■ Description of the task
If a line of the material holds the string "executor", please copy it.
──────
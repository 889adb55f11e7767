//! Dispatch logic using the shortcuts registry.
//!
//! Every key event goes through the same pipeline: classify it into a combo,
//! snapshot the page context, pick the first registry entry that applies and
//! run it. At most one command runs per event.

use super::registry::COMMANDS;
use super::{Command, CommandId};
use crate::config::TimingConfig;
use crate::context::Context;
use crate::executor::{Executor, Outcome};
use crate::followup::{report, Followup};
use crate::host::Host;
use crate::keys::{classify, Combo, KeyEvent, KeyPhase};
use crate::overlay::ShortcutsOverlay;
use crate::platform::PlatformMode;

/// What the host listener must do with the event.
#[derive(Debug, Clone, Copy, PartialEq, Eq)]
pub enum Verdict {
    /// Leave the event to the page.
    Ignored,
    /// Call `preventDefault`, `stopPropagation` and `stopImmediatePropagation`.
    Handled(CommandId),
}

impl Verdict {
    pub fn is_handled(&self) -> bool {
        matches!(self, Verdict::Handled(_))
    }
}

/// Result of dispatching one event.
#[derive(Debug, Clone, PartialEq, Eq)]
pub struct Dispatch {
    pub verdict: Verdict,
    /// Asynchronous remainder of the command, if any
    pub followup: Option<Followup>,
}

impl Dispatch {
    fn ignored() -> Self {
        Self {
            verdict: Verdict::Ignored,
            followup: None,
        }
    }
}

/// First registry entry applying to the event, in priority order.
pub fn select(
    phase: KeyPhase,
    combo: &Combo,
    mode: PlatformMode,
    ctx: &Context,
) -> Option<&'static Command> {
    COMMANDS.iter().find(|c| c.applies(phase, combo, mode, ctx))
}

/// Session-long dispatcher state: the platform convention and the overlay.
#[derive(Debug)]
pub struct Dispatcher {
    mode: PlatformMode,
    timing: TimingConfig,
    overlay: ShortcutsOverlay,
}

impl Dispatcher {
    pub fn new(mode: PlatformMode, timing: TimingConfig) -> Self {
        Self {
            mode,
            timing,
            overlay: ShortcutsOverlay::new(),
        }
    }

    pub fn mode(&self) -> PlatformMode {
        self.mode
    }

    pub fn overlay(&self) -> &ShortcutsOverlay {
        &self.overlay
    }

    /// Handle one key event from the capture-phase listener.
    pub fn handle<H: Host + ?Sized>(&mut self, host: &mut H, event: &KeyEvent) -> Dispatch {
        let Some(combo) = classify(event, self.mode) else {
            return Dispatch::ignored();
        };

        let ctx = Context::probe(host, event.target, self.overlay.is_visible());
        let Some(command) = select(event.phase, &combo, self.mode, &ctx) else {
            tracing::trace!(?combo, "no shortcut applies");
            return Dispatch::ignored();
        };
        tracing::debug!(command = ?command.id, phase = ?event.phase, "shortcut matched");

        let mut executor = Executor {
            host: &mut *host,
            ctx: &ctx,
            overlay: &mut self.overlay,
            mode: self.mode,
            timing: &self.timing,
        };
        let followup = match executor.run(command.id) {
            Ok(Outcome::Done) => None,
            Ok(Outcome::Pending(followup)) => Some(followup),
            Err(err) => {
                report(host, &err);
                None
            }
        };

        Dispatch {
            verdict: Verdict::Handled(command.id),
            followup,
        }
    }

    /// Close the overlay from one of its own controls (backdrop, close glyph).
    pub fn close_overlay<H: Host + ?Sized>(&mut self, host: &mut H) {
        self.overlay.hide(host);
    }
}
──────
■ Task solution
use crate::executor::{Executor, Outcome};
        let mut executor = Executor {
        let followup = match executor.run(command.id) {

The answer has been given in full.